EXERCISE INSTRUCTIONS » Check each line of the material for the string "written", and copy the lines that have it.

※

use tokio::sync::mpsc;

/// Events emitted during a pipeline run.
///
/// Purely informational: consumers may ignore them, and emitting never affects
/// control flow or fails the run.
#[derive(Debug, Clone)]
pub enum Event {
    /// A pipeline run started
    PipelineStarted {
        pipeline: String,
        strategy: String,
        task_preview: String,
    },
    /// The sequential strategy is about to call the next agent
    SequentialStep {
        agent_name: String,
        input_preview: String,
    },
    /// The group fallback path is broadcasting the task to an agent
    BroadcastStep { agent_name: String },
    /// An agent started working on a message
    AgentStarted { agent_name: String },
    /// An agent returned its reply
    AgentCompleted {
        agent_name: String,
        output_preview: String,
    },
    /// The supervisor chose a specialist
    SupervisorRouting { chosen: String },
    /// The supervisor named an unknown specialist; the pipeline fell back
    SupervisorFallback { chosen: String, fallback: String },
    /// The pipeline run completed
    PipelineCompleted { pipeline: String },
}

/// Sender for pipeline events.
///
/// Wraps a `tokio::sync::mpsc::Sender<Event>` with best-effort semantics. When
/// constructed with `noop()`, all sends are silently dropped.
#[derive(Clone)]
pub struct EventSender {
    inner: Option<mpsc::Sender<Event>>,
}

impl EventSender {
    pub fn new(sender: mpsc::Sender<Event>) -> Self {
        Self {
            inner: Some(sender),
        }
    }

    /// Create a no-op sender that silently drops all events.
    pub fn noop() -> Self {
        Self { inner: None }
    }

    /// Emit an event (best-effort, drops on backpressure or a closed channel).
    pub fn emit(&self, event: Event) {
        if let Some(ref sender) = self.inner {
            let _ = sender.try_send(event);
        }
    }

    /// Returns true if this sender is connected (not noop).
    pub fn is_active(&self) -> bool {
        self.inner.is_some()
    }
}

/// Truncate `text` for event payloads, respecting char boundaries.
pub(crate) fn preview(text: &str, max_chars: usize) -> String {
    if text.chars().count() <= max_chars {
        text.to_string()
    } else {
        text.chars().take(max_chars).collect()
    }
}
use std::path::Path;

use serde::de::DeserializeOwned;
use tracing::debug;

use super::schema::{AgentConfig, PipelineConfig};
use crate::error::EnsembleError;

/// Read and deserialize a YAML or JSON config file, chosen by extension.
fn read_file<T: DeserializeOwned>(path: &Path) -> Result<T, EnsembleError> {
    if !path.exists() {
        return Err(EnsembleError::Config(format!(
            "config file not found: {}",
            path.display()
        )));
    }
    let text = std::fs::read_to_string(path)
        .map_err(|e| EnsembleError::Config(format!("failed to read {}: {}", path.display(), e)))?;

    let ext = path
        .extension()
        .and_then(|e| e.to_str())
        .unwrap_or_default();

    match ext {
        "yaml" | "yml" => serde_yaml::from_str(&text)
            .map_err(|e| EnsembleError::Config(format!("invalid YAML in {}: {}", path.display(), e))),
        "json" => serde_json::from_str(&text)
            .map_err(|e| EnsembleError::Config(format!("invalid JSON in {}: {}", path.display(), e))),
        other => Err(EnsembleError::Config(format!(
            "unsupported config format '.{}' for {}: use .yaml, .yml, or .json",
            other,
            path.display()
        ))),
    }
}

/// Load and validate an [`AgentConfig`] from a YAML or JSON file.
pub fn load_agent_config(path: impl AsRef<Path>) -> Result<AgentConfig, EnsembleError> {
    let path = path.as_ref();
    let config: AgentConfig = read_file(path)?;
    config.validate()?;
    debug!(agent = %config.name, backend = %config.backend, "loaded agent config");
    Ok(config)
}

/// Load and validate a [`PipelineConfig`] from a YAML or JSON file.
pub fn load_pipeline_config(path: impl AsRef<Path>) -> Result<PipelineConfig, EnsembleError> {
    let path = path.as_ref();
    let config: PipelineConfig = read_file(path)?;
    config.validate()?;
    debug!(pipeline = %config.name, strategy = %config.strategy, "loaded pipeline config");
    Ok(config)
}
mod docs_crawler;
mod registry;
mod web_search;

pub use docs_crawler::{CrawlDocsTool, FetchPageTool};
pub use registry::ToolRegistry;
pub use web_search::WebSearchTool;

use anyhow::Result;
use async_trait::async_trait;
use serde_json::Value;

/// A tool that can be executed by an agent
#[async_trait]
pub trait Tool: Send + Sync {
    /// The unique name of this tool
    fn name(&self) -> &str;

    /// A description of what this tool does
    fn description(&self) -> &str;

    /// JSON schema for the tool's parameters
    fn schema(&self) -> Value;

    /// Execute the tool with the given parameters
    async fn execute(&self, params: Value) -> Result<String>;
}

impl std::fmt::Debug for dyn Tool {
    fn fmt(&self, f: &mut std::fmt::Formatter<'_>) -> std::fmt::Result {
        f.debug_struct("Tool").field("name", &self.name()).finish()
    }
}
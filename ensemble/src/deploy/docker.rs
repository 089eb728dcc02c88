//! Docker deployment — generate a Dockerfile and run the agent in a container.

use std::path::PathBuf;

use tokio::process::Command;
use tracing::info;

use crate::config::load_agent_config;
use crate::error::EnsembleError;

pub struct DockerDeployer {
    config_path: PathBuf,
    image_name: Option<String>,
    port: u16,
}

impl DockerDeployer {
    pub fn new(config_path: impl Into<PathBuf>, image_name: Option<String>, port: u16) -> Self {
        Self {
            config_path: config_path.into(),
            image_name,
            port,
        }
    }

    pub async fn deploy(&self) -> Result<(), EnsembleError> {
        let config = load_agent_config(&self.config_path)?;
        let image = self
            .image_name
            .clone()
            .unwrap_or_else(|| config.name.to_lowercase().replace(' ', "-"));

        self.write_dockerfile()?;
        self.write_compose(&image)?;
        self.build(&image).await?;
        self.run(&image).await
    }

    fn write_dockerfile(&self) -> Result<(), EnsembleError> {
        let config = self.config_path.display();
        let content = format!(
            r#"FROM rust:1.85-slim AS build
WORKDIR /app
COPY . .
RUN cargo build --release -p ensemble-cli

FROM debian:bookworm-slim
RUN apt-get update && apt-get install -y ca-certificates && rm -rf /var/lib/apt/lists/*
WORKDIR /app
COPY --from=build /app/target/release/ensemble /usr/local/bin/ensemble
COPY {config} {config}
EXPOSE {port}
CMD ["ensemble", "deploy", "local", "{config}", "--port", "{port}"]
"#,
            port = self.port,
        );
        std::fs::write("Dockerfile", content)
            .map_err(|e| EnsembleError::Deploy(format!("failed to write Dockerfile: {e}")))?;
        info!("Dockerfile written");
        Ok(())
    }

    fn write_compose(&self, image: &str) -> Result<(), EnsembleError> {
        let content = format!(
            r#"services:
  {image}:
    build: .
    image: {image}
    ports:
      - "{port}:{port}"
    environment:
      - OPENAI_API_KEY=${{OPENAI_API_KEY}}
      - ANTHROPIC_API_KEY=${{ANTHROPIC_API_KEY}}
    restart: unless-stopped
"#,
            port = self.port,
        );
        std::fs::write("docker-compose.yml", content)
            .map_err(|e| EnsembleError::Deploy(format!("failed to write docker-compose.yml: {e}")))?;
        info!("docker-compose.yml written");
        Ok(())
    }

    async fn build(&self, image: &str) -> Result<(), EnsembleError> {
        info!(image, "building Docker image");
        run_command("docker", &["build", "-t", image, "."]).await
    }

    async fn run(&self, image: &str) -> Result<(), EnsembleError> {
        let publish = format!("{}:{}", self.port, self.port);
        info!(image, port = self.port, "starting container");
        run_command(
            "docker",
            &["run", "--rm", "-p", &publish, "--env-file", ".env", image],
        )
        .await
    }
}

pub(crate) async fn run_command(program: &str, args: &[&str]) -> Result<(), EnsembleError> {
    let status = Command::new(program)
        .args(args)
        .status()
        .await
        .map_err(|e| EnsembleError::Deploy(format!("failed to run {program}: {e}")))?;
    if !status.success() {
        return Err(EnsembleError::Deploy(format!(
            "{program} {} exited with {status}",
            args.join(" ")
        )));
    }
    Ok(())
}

※

RESPONSE »
        info!("Dockerfile written");
        info!("docker-compose.yml written");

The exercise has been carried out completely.